A expectativa de analistas era de que a alta fosse de 0,47%. Com o resultado, o acumulado de 12 meses bateu 4,53%.
Ao mesmo tempo, a taxa de desemprego brasileira continuou em trajetória de baixa e recuou a 6,6% no trimestre encerrado em agosto, mostrou o IBGE (Instituto Brasileiro de Geografia e Estatística). Analistas consultados pela agência Bloomberg esperavam o dado em 6,7%.
“Os dados mostram que a economia brasileira está aquecida e, ao mesmo tempo, que teremos mais pressão na inflação. Será inevitável o Banco Central subir os juros”, avalia João Kepler, CEO da Equity Fund Group.

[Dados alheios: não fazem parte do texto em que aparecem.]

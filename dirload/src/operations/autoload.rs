//! Autoload planning.
//!
//! Given the path of the file that just started playing, this module works
//! out which sibling media files should join the playlist and which
//! playlist commands put them in natural order around the playing entry.

use std::fmt;

use serde::Serialize;

use crate::config::Config;
use crate::error::{Error, Result};
use crate::media::{
    DirectoryLister, FileKind, FileProber, FilteredListing, MediaFilter, MimeClassifier,
};
use crate::natsort::natural_sort;
use crate::path::{is_remote, join_for, normalize_path_for, split_for, Platform};

use super::plan::{OperationPlan, PlanAction};

/// Options for an autoload operation.
#[derive(Debug, Clone, PartialEq, Eq)]
pub struct AutoloadOptions {
    /// Path of the playing file as reported by the player, if any.
    pub path: Option<String>,

    /// Number of entries currently in the playlist.
    pub playlist_count: usize,

    /// The player's working directory, used to decide whether listed names
    /// need their directory prepended.
    pub cwd: Option<String>,

    /// Path conventions of the player.
    pub platform: Platform,
}

impl AutoloadOptions {
    /// Creates options for `path` with a single-entry playlist, no working
    /// directory, and the host's path conventions.
    ///
    /// # Examples
    ///
    /// ```
    /// use dirload::operations::AutoloadOptions;
    ///
    /// let options = AutoloadOptions::new(Some("/media/ep1.mkv".into()));
    /// assert_eq!(options.playlist_count, 1);
    /// assert!(options.cwd.is_none());
    /// ```
    #[must_use]
    pub fn new(path: Option<String>) -> Self {
        Self {
            path,
            playlist_count: 1,
            cwd: None,
            platform: Platform::current(),
        }
    }

    /// Sets the current playlist length.
    #[must_use]
    pub const fn with_playlist_count(mut self, count: usize) -> Self {
        self.playlist_count = count;
        self
    }

    /// Sets the player's working directory.
    #[must_use]
    pub fn with_cwd(mut self, cwd: Option<String>) -> Self {
        self.cwd = cwd;
        self
    }

    /// Sets the path conventions.
    #[must_use]
    pub const fn with_platform(mut self, platform: Platform) -> Self {
        self.platform = platform;
        self
    }
}

/// The collaborators autoload planning reads from.
#[derive(Clone, Copy)]
pub struct Capabilities<'a> {
    /// Lists the playing file's directory.
    pub lister: &'a dyn DirectoryLister,
    /// Checks the playing path.
    pub prober: &'a dyn FileProber,
    /// Classifies files with unknown extensions.
    pub classifier: &'a dyn MimeClassifier,
}

/// Why an autoload was not attempted.
#[derive(Debug, Clone, PartialEq, Eq, Serialize)]
#[serde(tag = "reason", rename_all = "snake_case")]
pub enum SkipReason {
    /// The player reported no path.
    NoPath,
    /// The path is a URL.
    Remote,
    /// Nothing exists at the path.
    NotFound,
    /// The path is a directory, which the player expands itself.
    Directory,
    /// The playlist was built by hand.
    ManualPlaylist {
        /// Entries already in the playlist.
        count: usize,
    },
}

impl fmt::Display for SkipReason {
    fn fmt(&self, f: &mut fmt::Formatter<'_>) -> fmt::Result {
        match self {
            Self::NoPath => write!(f, "no file is playing"),
            Self::Remote => write!(f, "remote media"),
            Self::NotFound => write!(f, "path does not exist"),
            Self::Directory => write!(f, "path is a directory"),
            Self::ManualPlaylist { count } => {
                write!(f, "playlist already has {count} entries")
            }
        }
    }
}

/// A successful autoload plan together with the listing it was built from.
#[derive(Debug, Clone, PartialEq, Eq, Serialize)]
pub struct PlannedAutoload {
    /// Playlist commands to run.
    pub plan: OperationPlan,
    /// Every media entry of the directory in natural order.
    pub entries: Vec<String>,
    /// Index of the playing file in `entries`.
    pub current: usize,
}

/// Outcome of autoload planning.
#[derive(Debug, Clone, PartialEq, Eq, Serialize)]
#[serde(tag = "outcome", rename_all = "snake_case")]
pub enum AutoloadOutcome {
    /// Nothing was attempted.
    Skipped {
        /// Why.
        reason: SkipReason,
    },
    /// The directory holds no media files.
    NoMedia {
        /// The directory that was listed.
        dir: String,
    },
    /// A plan was built.
    Planned(PlannedAutoload),
}

/// Plans an autoload for one playing file.
///
/// # Examples
///
/// ```no_run
/// use dirload::config::ConfigBuilder;
/// use dirload::media::{CommandMimeClassifier, FsDirectoryLister, FsFileProber};
/// use dirload::operations::{AutoloadOptions, AutoloadOutcome, AutoloadPlan, Capabilities};
///
/// let config = ConfigBuilder::new().build().unwrap();
/// let capabilities = Capabilities {
///     lister: &FsDirectoryLister,
///     prober: &FsFileProber,
///     classifier: &CommandMimeClassifier::new(),
/// };
///
/// let options = AutoloadOptions::new(Some("/media/show/ep2.mkv".into()));
/// if let AutoloadOutcome::Planned(planned) =
///     AutoloadPlan::new(options, &config).build(&capabilities).unwrap()
/// {
///     for action in &planned.plan.actions {
///         println!("{}", action.description());
///     }
/// }
/// ```
pub struct AutoloadPlan<'a> {
    options: AutoloadOptions,
    config: &'a Config,
}

impl<'a> AutoloadPlan<'a> {
    /// Creates a planner for `options` under `config`.
    #[must_use]
    pub const fn new(options: AutoloadOptions, config: &'a Config) -> Self {
        Self { options, config }
    }

    /// Builds the plan.
    ///
    /// # Errors
    ///
    /// Returns an error if the directory cannot be listed, or if the playing
    /// file is not among the media files found there.
    pub fn build(&self, capabilities: &Capabilities<'_>) -> Result<AutoloadOutcome> {
        let path = match self.check_path(capabilities) {
            Ok(path) => path,
            Err(reason) => {
                log::info!("skipping autoload: {reason}");
                return Ok(AutoloadOutcome::Skipped { reason });
            }
        };

        let platform = self.options.platform;
        let (dir, file) = split_for(platform, path);
        let join = self.needs_join(dir);
        log::debug!("dir: {dir}, file: {file}, join: {join}");

        let names = capabilities.lister.list_files(dir)?;
        let filter = MediaFilter::from_config(self.config);
        let FilteredListing { media, warnings } =
            filter.filter(platform, dir, names, capabilities.classifier);

        let mut entries: Vec<String> = if join {
            media.iter().map(|name| join_for(platform, dir, name)).collect()
        } else {
            media
        };
        natural_sort(&mut entries, self.config.case_sensitive_or_default());

        if entries.is_empty() {
            log::info!("no media files found in {dir}");
            return Ok(AutoloadOutcome::NoMedia {
                dir: dir.to_string(),
            });
        }

        let playing = if join { path } else { file };
        let current = Self::find_current(platform, &entries, playing)?;
        log::debug!("current file position in files: {current}");

        let mut plan = Self::plan_actions(dir, &entries, current);
        for warning in warnings {
            plan = plan.add_warning(warning);
        }
        Ok(AutoloadOutcome::Planned(PlannedAutoload {
            plan,
            entries,
            current,
        }))
    }

    /// The playing path, if autoloading applies to it.
    fn check_path(&self, capabilities: &Capabilities<'_>) -> std::result::Result<&str, SkipReason> {
        let path = match self.options.path.as_deref() {
            None | Some("") => return Err(SkipReason::NoPath),
            Some(path) => path,
        };
        if is_remote(path) {
            return Err(SkipReason::Remote);
        }
        match capabilities.prober.probe(path) {
            None => return Err(SkipReason::NotFound),
            Some(FileKind::Directory) => return Err(SkipReason::Directory),
            Some(FileKind::File) => {}
        }
        if self.options.playlist_count > 1 {
            return Err(SkipReason::ManualPlaylist {
                count: self.options.playlist_count,
            });
        }
        Ok(path)
    }

    /// Listed names need `dir` prepended unless the player would resolve
    /// them against the same directory.
    fn needs_join(&self, dir: &str) -> bool {
        if dir == "." {
            return false;
        }
        let platform = self.options.platform;
        self.options.cwd.as_deref().map_or(true, |cwd| {
            normalize_path_for(platform, cwd, None) != normalize_path_for(platform, dir, None)
        })
    }

    fn find_current(platform: Platform, entries: &[String], playing: &str) -> Result<usize> {
        let wanted = normalize_path_for(platform, playing, None);
        entries
            .iter()
            .position(|entry| normalize_path_for(platform, entry, None) == wanted)
            .ok_or_else(|| Error::CurrentEntryNotFound {
                file: playing.to_string(),
            })
    }

    fn plan_actions(dir: &str, entries: &[String], current: usize) -> OperationPlan {
        let mut plan = OperationPlan::new(format!(
            "Autoload {} media files from {dir}",
            entries.len() - 1
        ));
        for (index, entry) in entries.iter().enumerate() {
            if index != current {
                plan = plan.add_action(PlanAction::append(entry.as_str()));
            }
        }
        plan.add_action(PlanAction::Move {
            from: 0,
            to: current + 1,
        })
    }
}
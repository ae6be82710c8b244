//! CLI command implementations.
//!
//! This module contains the implementations of all CLI commands:
//! - `sort`: Sort strings in natural order
//! - `normalize`: Normalize a path string
//! - `scan`: List the media files of a directory
//! - `plan`: Plan the playlist changes for a playing file
//! - `validate`: Validate configuration file
//! - `completions`: Generate shell completion scripts

pub mod completions;
pub mod normalize;
pub mod plan;
pub mod scan;
pub mod sort;
pub mod validate;

pub use completions::CompletionsCommand;
pub use normalize::NormalizeCommand;
pub use plan::PlanCommand;
pub use scan::ScanCommand;
pub use sort::SortCommand;
pub use validate::ValidateCommand;
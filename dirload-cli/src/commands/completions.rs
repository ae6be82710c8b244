//! Shell completion generation command.
//!
//! This module provides the `completions` command which generates shell completion
//! scripts for bash, zsh, fish, and PowerShell.

use crate::cli::Cli;
use crate::error::CliError;
use crate::utils::GlobalOptions;
use clap::{CommandFactory, Parser};
use clap_complete::{generate, Shell};
use std::io;

/// Name of the installed binary
const BIN_NAME: &str = "dirload";

/// Generate shell completion scripts
#[derive(Parser)]
pub struct CompletionsCommand {
    /// Shell to generate completions for
    #[arg(value_enum)]
    pub shell: Shell,
}

impl CompletionsCommand {
    /// Execute the completions command.
    pub fn execute(&self, global: &GlobalOptions) -> Result<(), CliError> {
        let mut cmd = Cli::command();

        if !global.quiet {
            self.print_instructions();
        }

        generate(self.shell, &mut cmd, BIN_NAME, &mut io::stdout());

        Ok(())
    }

    fn print_instructions(&self) {
        eprintln!("# Generating {} completion script", self.shell);
        eprintln!("# Run the following command to enable completions:");

        match self.shell {
            Shell::Bash => {
                eprintln!(
                    "#   dirload completions bash > ~/.local/share/bash-completion/completions/dirload"
                );
                eprintln!("# Or source it directly in ~/.bashrc:");
                eprintln!("#   eval \"$(dirload completions bash)\"");
            }
            Shell::Zsh => {
                eprintln!("#   dirload completions zsh > ~/.zsh/completions/_dirload");
                eprintln!("# Make sure ~/.zsh/completions is in your $fpath");
            }
            Shell::Fish => {
                eprintln!(
                    "#   dirload completions fish > ~/.config/fish/completions/dirload.fish"
                );
            }
            Shell::PowerShell => {
                eprintln!("#   dirload completions powershell | Out-String | Invoke-Expression");
            }
            _ => {}
        }

        eprintln!();
    }
}
//! Utility functions for CLI operations.
//!
//! This module provides common utility functions used across CLI commands,
//! including path handling, configuration loading, and the filesystem-backed
//! collaborators that the library plans against.

use crate::error::CliError;
use dirload::media::{CommandMimeClassifier, FsDirectoryLister, FsFileProber};
use dirload::{Config, ConfigBuilder};
use std::env;
use std::path::{Path, PathBuf};

/// Global CLI options shared across all commands.
#[derive(Debug, Clone, Default)]
#[allow(dead_code)] // verbose is consumed by the logger in main.rs
pub struct GlobalOptions {
    /// Enable verbose output.
    pub verbose: bool,

    /// Suppress non-essential output.
    pub quiet: bool,

    /// Override the configuration directory location.
    pub config_dir: Option<PathBuf>,
}

/// Load hierarchical configuration.
///
/// Configuration is merged from multiple sources with precedence:
/// 1. Environment variables (highest priority)
/// 2. The user configuration file (from `--config-dir` when given)
/// 3. Built-in defaults (lowest priority)
pub fn load_configuration(global: &GlobalOptions) -> Result<Config, CliError> {
    let mut builder = ConfigBuilder::new();
    if let Some(ref dir) = global.config_dir {
        builder = builder.with_config_dir(dir);
    }

    builder.build().map_err(|e| CliError::Config(e.to_string()))
}

/// Borrow a path as UTF-8, which is what the library works with.
pub fn path_to_str(path: &Path) -> Result<&str, CliError> {
    path.to_str().ok_or_else(|| {
        CliError::InvalidArguments(format!("path is not valid UTF-8: {}", path.display()))
    })
}

/// The current working directory as a UTF-8 string.
///
/// Returns `None` when it cannot be determined or is not valid UTF-8, in
/// which case listed file names are always joined onto their directory.
pub fn current_dir_string() -> Option<String> {
    env::current_dir()
        .ok()
        .and_then(|dir| dir.into_os_string().into_string().ok())
}

/// Filesystem and subprocess backed collaborators for autoload planning.
pub struct HostCapabilities {
    /// Lists directories with `std::fs`.
    pub lister: FsDirectoryLister,
    /// Checks paths with `std::fs`.
    pub prober: FsFileProber,
    /// Classifies files with `xdg-mime` and `file`.
    pub classifier: CommandMimeClassifier,
}

impl HostCapabilities {
    /// Collaborators for the host platform.
    pub fn new() -> Self {
        Self {
            lister: FsDirectoryLister,
            prober: FsFileProber,
            classifier: CommandMimeClassifier::new(),
        }
    }

    /// Borrow these as the library's capability set.
    pub fn as_capabilities(&self) -> dirload::Capabilities<'_> {
        dirload::Capabilities {
            lister: &self.lister,
            prober: &self.prober,
            classifier: &self.classifier,
        }
    }
}

impl Default for HostCapabilities {
    fn default() -> Self {
        Self::new()
    }
}
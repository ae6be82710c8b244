//! Media discovery collaborators.
//!
//! The traits in [`capabilities`] are everything autoload planning needs from
//! the outside world. [`fs`] and [`mime`] implement them against the real
//! filesystem and command-line tools; [`filter`] combines them with the
//! configuration to decide what counts as media.

pub mod capabilities;
pub mod filter;
pub mod fs;
pub mod mime;

pub use capabilities::{DirectoryLister, FileKind, FileProber, MimeClassifier, PlaylistSink};
pub use filter::{FilteredListing, MediaFilter};
pub use fs::{FsDirectoryLister, FsFileProber};
pub use mime::{CommandMimeClassifier, MimeType, FILE_PREFERRED_EXTENSIONS};
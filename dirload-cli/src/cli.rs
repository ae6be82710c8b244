//! CLI structure and command definitions.
//!
//! This module defines the main CLI structure using clap's derive macros,
//! including global options and subcommands.

use crate::commands::{
    CompletionsCommand, NormalizeCommand, PlanCommand, ScanCommand, SortCommand, ValidateCommand,
};
use clap::{Parser, Subcommand};
use std::path::PathBuf;

/// Queue up the rest of a directory when a media file starts playing.
#[derive(Parser)]
#[command(name = "dirload")]
#[command(
    version,
    about = "Autoload sibling media files into a player playlist",
    long_about = None
)]
pub struct Cli {
    /// Enable verbose output
    #[arg(long, global = true)]
    pub verbose: bool,

    /// Suppress non-essential output
    #[arg(long, global = true)]
    pub quiet: bool,

    /// Override the configuration directory location
    #[arg(long, value_name = "PATH", global = true, env = "DIRLOAD_CONFIG_DIR")]
    pub config_dir: Option<PathBuf>,

    #[command(subcommand)]
    pub command: Command,
}

/// Available CLI commands.
#[derive(Subcommand)]
pub enum Command {
    /// Sort strings in natural order
    Sort(SortCommand),

    /// Normalize a path without touching the filesystem
    Normalize(NormalizeCommand),

    /// List the media files of a directory in natural order
    Scan(ScanCommand),

    /// Plan the playlist changes for a playing file
    Plan(PlanCommand),

    /// Validate a configuration file
    Validate(ValidateCommand),

    /// Generate shell completion scripts
    Completions(CompletionsCommand),
}
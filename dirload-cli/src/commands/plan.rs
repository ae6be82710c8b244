//! Plan command implementation.
//!
//! This module implements the `plan` command, which works out the playlist
//! changes a player should make when it starts playing a file. It stands in
//! for the player's file-start hook.

use crate::error::CliError;
use crate::utils::{current_dir_string, load_configuration, GlobalOptions, HostCapabilities};
use clap::Args;
use dirload::operations::{
    AutoloadOptions, AutoloadOutcome, AutoloadPlan, MemoryPlaylist, PlanExecutor, PlannedAutoload,
};
use dirload::output::OutputFormat;

/// Plan the playlist changes for a playing file.
#[derive(Args)]
pub struct PlanCommand {
    /// The file that started playing (a local path or a URL)
    #[arg(value_name = "PATH")]
    pub path: String,

    /// Number of entries already in the player's playlist
    #[arg(long, value_name = "N", default_value_t = 1)]
    pub playlist_count: usize,

    /// Working directory of the player (defaults to the current directory)
    #[arg(long, value_name = "DIR")]
    pub cwd: Option<String>,

    /// Output format (human, json, or commands)
    #[arg(long, default_value = "human", value_parser = OutputFormat::parse)]
    pub format: OutputFormat,
}

impl PlanCommand {
    /// Execute the plan command.
    pub fn execute(self, global: &GlobalOptions) -> Result<(), CliError> {
        // 1. Load configuration
        let config = load_configuration(global)?;

        // 2. Build the plan against the real filesystem
        let cwd = self.cwd.or_else(current_dir_string);
        let options = AutoloadOptions::new(Some(self.path))
            .with_playlist_count(self.playlist_count)
            .with_cwd(cwd);
        let host = HostCapabilities::new();
        let outcome = AutoloadPlan::new(options, &config).build(&host.as_capabilities())?;

        // 3. Render it
        let output = self.format.create_formatter().format(&outcome)?;
        if !output.is_empty() {
            println!("{output}");
        }

        // 4. Replay it against a playlist holding only the playing entry
        if let AutoloadOutcome::Planned(ref planned) = outcome {
            let count = preview(planned)?;
            if self.format == OutputFormat::Human && !global.quiet {
                eprintln!("Playlist will hold {count} entries");
            }
        }

        Ok(())
    }
}

/// Apply the plan to an in-memory playlist and check it lands on the
/// planned entries. Returns the resulting playlist length.
fn preview(planned: &PlannedAutoload) -> Result<usize, CliError> {
    let playing = planned.entries[planned.current].as_str();
    let mut playlist = MemoryPlaylist::with_entries([playing]);
    let result = PlanExecutor::new(&mut playlist).execute(&planned.plan)?;

    if playlist.entries() != planned.entries.as_slice() {
        return Err(CliError::SemanticFailure(
            "Plan does not reproduce the directory order".to_string(),
        ));
    }
    Ok(result.playlist_count.unwrap_or(planned.entries.len()))
}
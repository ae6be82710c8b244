//! Filesystem-backed capabilities.

use std::fs;
use std::path::Path;

use crate::error::{Error, Result};

use super::capabilities::{DirectoryLister, FileKind, FileProber};

/// Lists directories with [`std::fs::read_dir`].
///
/// Symbolic links are followed, so a link to a regular file is listed and a
/// link to a directory is not. Names that are not valid UTF-8 are skipped.
#[derive(Debug, Clone, Copy, Default)]
pub struct FsDirectoryLister;

impl DirectoryLister for FsDirectoryLister {
    fn list_files(&self, dir: &str) -> Result<Vec<String>> {
        let unreadable = |source| Error::DirectoryUnreadable {
            path: Path::new(dir).to_path_buf(),
            source,
        };

        let mut files = Vec::new();
        for entry in fs::read_dir(dir).map_err(unreadable)? {
            let entry = entry.map_err(unreadable)?;
            let is_file = fs::metadata(entry.path()).is_ok_and(|meta| meta.is_file());
            if !is_file {
                continue;
            }
            match entry.file_name().into_string() {
                Ok(name) => files.push(name),
                Err(raw) => log::debug!("skipping non UTF-8 file name {}", raw.to_string_lossy()),
            }
        }
        Ok(files)
    }
}

/// Probes paths with [`std::fs::metadata`], following symbolic links.
#[derive(Debug, Clone, Copy, Default)]
pub struct FsFileProber;

impl FileProber for FsFileProber {
    fn probe(&self, path: &str) -> Option<FileKind> {
        let meta = fs::metadata(path).ok()?;
        Some(if meta.is_dir() {
            FileKind::Directory
        } else {
            FileKind::File
        })
    }
}

#[cfg(test)]
mod tests {
    use super::*;
    use tempfile::TempDir;

    fn path_str(path: &Path) -> &str {
        path.to_str().unwrap()
    }

    #[test]
    fn test_list_files_skips_directories() {
        let temp = TempDir::new().unwrap();
        fs::write(temp.path().join("ep1.mkv"), b"").unwrap();
        fs::write(temp.path().join(".hidden"), b"").unwrap();
        fs::create_dir(temp.path().join("extras")).unwrap();

        let mut files = FsDirectoryLister.list_files(path_str(temp.path())).unwrap();
        files.sort();
        assert_eq!(files, [".hidden", "ep1.mkv"]);
    }

    #[test]
    fn test_list_missing_directory() {
        let temp = TempDir::new().unwrap();
        let missing = temp.path().join("missing");
        let result = FsDirectoryLister.list_files(path_str(&missing));
        assert!(matches!(result, Err(Error::DirectoryUnreadable { .. })));
    }

    #[test]
    fn test_probe() {
        let temp = TempDir::new().unwrap();
        let file = temp.path().join("a.mp3");
        fs::write(&file, b"").unwrap();

        assert_eq!(FsFileProber.probe(path_str(&file)), Some(FileKind::File));
        assert_eq!(
            FsFileProber.probe(path_str(temp.path())),
            Some(FileKind::Directory)
        );
        assert_eq!(
            FsFileProber.probe(path_str(&temp.path().join("nope"))),
            None
        );
    }

    #[cfg(unix)]
    #[test]
    fn test_symlinks_are_followed() {
        let temp = TempDir::new().unwrap();
        let target = temp.path().join("target.mkv");
        fs::write(&target, b"").unwrap();
        std::os::unix::fs::symlink(&target, temp.path().join("link.mkv")).unwrap();
        std::os::unix::fs::symlink(temp.path().join("gone"), temp.path().join("dangling.mkv"))
            .unwrap();

        let mut files = FsDirectoryLister.list_files(path_str(temp.path())).unwrap();
        files.sort();
        assert_eq!(files, ["link.mkv", "target.mkv"]);
    }
}
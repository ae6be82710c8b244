//! Property-based tests for natural ordering.

use super::{compare, natural_sort};
use proptest::prelude::*;
use std::cmp::Ordering;

struct Tagged(usize, String);

impl AsRef<str> for Tagged {
    fn as_ref(&self) -> &str {
        &self.1
    }
}

// Small alphabet so that digit runs, shared prefixes and ties are common.
fn name_strategy() -> impl Strategy<Value = String> {
    "[aAb0-2 .-]{0,8}"
}

proptest! {
    #![proptest_config(ProptestConfig {
        cases: 2000,
        .. ProptestConfig::default()
    })]

    // Every string is equal to itself
    #[test]
    fn compare_reflexive(a in name_strategy(), case_sensitive in any::<bool>()) {
        prop_assert_eq!(compare(&a, &a, case_sensitive), Ordering::Equal);
    }

    // compare(a, b) is the reverse of compare(b, a)
    #[test]
    fn compare_antisymmetric(
        a in name_strategy(),
        b in name_strategy(),
        case_sensitive in any::<bool>(),
    ) {
        prop_assert_eq!(
            compare(&a, &b, case_sensitive),
            compare(&b, &a, case_sensitive).reverse()
        );
    }

    // a <= b and b <= c implies a <= c
    #[test]
    fn compare_transitive(
        a in name_strategy(),
        b in name_strategy(),
        c in name_strategy(),
        case_sensitive in any::<bool>(),
    ) {
        if compare(&a, &b, case_sensitive) != Ordering::Greater
            && compare(&b, &c, case_sensitive) != Ordering::Greater
        {
            prop_assert_ne!(compare(&a, &c, case_sensitive), Ordering::Greater);
        }
    }

    // Digit runs order by numeric value
    #[test]
    fn numbers_order_by_magnitude(n in any::<u64>(), m in any::<u64>()) {
        let a = format!("ep{n}.mkv");
        let b = format!("ep{m}.mkv");
        prop_assert_eq!(compare(&a, &b, true), n.cmp(&m));
    }

    // Padding alone puts the padded name first
    #[test]
    fn zero_padding_only_breaks_ties(n in any::<u32>(), zeros in 0usize..5) {
        let padded = format!("track{}{n}", "0".repeat(zeros));
        let plain = format!("track{n}");
        prop_assert_eq!(compare(&padded, &plain, true), 0usize.cmp(&zeros));
    }

    // Padding never outweighs a later difference in magnitude
    #[test]
    fn zero_padding_never_changes_magnitude(
        n in any::<u16>(),
        zeros in 1usize..4,
        m in any::<u16>(),
        k in any::<u16>(),
    ) {
        prop_assume!(m != k);
        let padded = format!("s{}{n}e{m}", "0".repeat(zeros));
        let plain = format!("s{n}e{k}");
        prop_assert_eq!(compare(&padded, &plain, true), m.cmp(&k));
    }

    // Sorting yields a non-decreasing sequence with the same elements
    #[test]
    fn sort_is_ordered_permutation(items in prop::collection::vec(name_strategy(), 0..20)) {
        let mut sorted = items.clone();
        natural_sort(&mut sorted, true);

        for pair in sorted.windows(2) {
            prop_assert_ne!(compare(&pair[0], &pair[1], true), Ordering::Greater);
        }

        let mut expected = items;
        expected.sort();
        let mut actual = sorted;
        actual.sort();
        prop_assert_eq!(actual, expected);
    }

    // Elements that compare equal keep their input order
    #[test]
    fn sort_is_stable(items in prop::collection::vec(name_strategy(), 0..20)) {
        let mut tagged: Vec<Tagged> = items
            .into_iter()
            .enumerate()
            .map(|(index, name)| Tagged(index, name))
            .collect();
        natural_sort(&mut tagged, true);

        for pair in tagged.windows(2) {
            if compare(&pair[0].1, &pair[1].1, true) == Ordering::Equal {
                prop_assert!(pair[0].0 < pair[1].0);
            }
        }
    }

    // Case-insensitive comparison ignores ASCII case entirely
    #[test]
    fn case_insensitive_ignores_ascii_case(a in "[a-zA-Z0-9]{0,10}") {
        prop_assert_eq!(
            compare(&a, &a.to_ascii_uppercase(), false),
            Ordering::Equal
        );
    }
}
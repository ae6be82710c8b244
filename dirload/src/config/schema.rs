//! Configuration schema definitions.
//!
//! Every field is optional so that configuration sources can be layered;
//! the `*_or_default` accessors resolve a merged configuration against the
//! built-in defaults.

use serde::{Deserialize, Serialize};
use std::collections::BTreeSet;

/// Extensions treated as video without consulting a MIME classifier.
pub const DEFAULT_COMMON_VIDEO: &[&str] = &[".mp4", ".mkv", ".webm"];

/// Extensions treated as audio without consulting a MIME classifier.
pub const DEFAULT_COMMON_AUDIO: &[&str] = &[".mp3", ".flac"];

/// Top-level MIME types accepted as media.
pub const DEFAULT_ALLOWED_MIME_TYPES: &[&str] = &["video", "audio"];

/// Whether dot-files are skipped by default.
pub const DEFAULT_IGNORE_HIDDEN: bool = true;

/// Whether natural sorting distinguishes case by default.
pub const DEFAULT_CASE_SENSITIVE: bool = true;

/// Complete configuration structure.
///
/// # Examples
///
/// ```
/// use dirload::config::Config;
///
/// let config: Config = serde_yaml::from_str("common_video: [\".avi\"]\nignore_hidden: false\n").unwrap();
/// assert_eq!(config.common_video, Some(vec![".avi".to_string()]));
/// assert!(!config.ignore_hidden_or_default());
/// assert!(config.case_sensitive_or_default());
/// ```
#[derive(Debug, Clone, Deserialize, Serialize, Default, PartialEq, Eq)]
#[serde(deny_unknown_fields)]
pub struct Config {
    /// Video extensions accepted without MIME classification (with leading dot).
    pub common_video: Option<Vec<String>>,

    /// Audio extensions accepted without MIME classification (with leading dot).
    pub common_audio: Option<Vec<String>>,

    /// Top-level MIME types (`video`, `audio`, ...) accepted as media.
    pub allowed_mime_types: Option<Vec<String>>,

    /// Skip files whose name starts with a dot.
    pub ignore_hidden: Option<bool>,

    /// Distinguish upper and lower case when sorting.
    pub case_sensitive: Option<bool>,
}

impl Config {
    /// The union of the video and audio extension lists.
    #[must_use]
    pub fn media_extensions(&self) -> BTreeSet<String> {
        let video = resolve_list(self.common_video.as_deref(), DEFAULT_COMMON_VIDEO);
        let audio = resolve_list(self.common_audio.as_deref(), DEFAULT_COMMON_AUDIO);
        video.into_iter().chain(audio).collect()
    }

    /// The accepted top-level MIME types.
    #[must_use]
    pub fn allowed_mime_types_or_default(&self) -> BTreeSet<String> {
        resolve_list(self.allowed_mime_types.as_deref(), DEFAULT_ALLOWED_MIME_TYPES)
            .into_iter()
            .collect()
    }

    /// Whether hidden files are skipped.
    #[must_use]
    pub fn ignore_hidden_or_default(&self) -> bool {
        self.ignore_hidden.unwrap_or(DEFAULT_IGNORE_HIDDEN)
    }

    /// Whether sorting is case-sensitive.
    #[must_use]
    pub fn case_sensitive_or_default(&self) -> bool {
        self.case_sensitive.unwrap_or(DEFAULT_CASE_SENSITIVE)
    }
}

fn resolve_list(configured: Option<&[String]>, defaults: &[&str]) -> Vec<String> {
    configured.map_or_else(
        || defaults.iter().map(|s| (*s).to_string()).collect(),
        <[String]>::to_vec,
    )
}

A bateria de divulgações chega em um momento de preocupações renovadas do mercado em relação ao compromisso do governo com o ajuste das contas públicas. A agência de classificação de risco, Fitch Ratings, afirmou na quinta-feira que a política fiscal atual do Brasil e seus efeitos não estão acompanhando o forte desempenho da economia nacional e que os desafios para o governo federal devem persistir e crescer no próximo ano.
“Vejo muita cautela ainda com o cenário fiscal, e isso está nitidamente limitando a recuperação de nossos ativos locais”, afirma Fernando Bergallo, diretor de operações da FB Capital.
Em evento nesta sexta, o presidente do BC, Roberto Campos Neto, condicionou uma taxa de juros mais baixa à política fiscal.
“Em todos os momentos na história recente brasileira, você ser capaz de cair os juros e conviver com os juros mais baixos está associado a um choque positivo no fiscal. Não existe harmonia monetária sem ter harmonia fiscal. Isso é importante”, disse, durante o 1618 Spring Investment Meeting, em São Paulo.
“Essa história de achar que eu vou fazer um monetário [juros] um pouco mais apertado e o fiscal um pouco mais frouxo acaba gerando uma ineficiência que atrapalha o canal da política monetária, e que faz com que a gente tenha que conviver com juros mais altos.”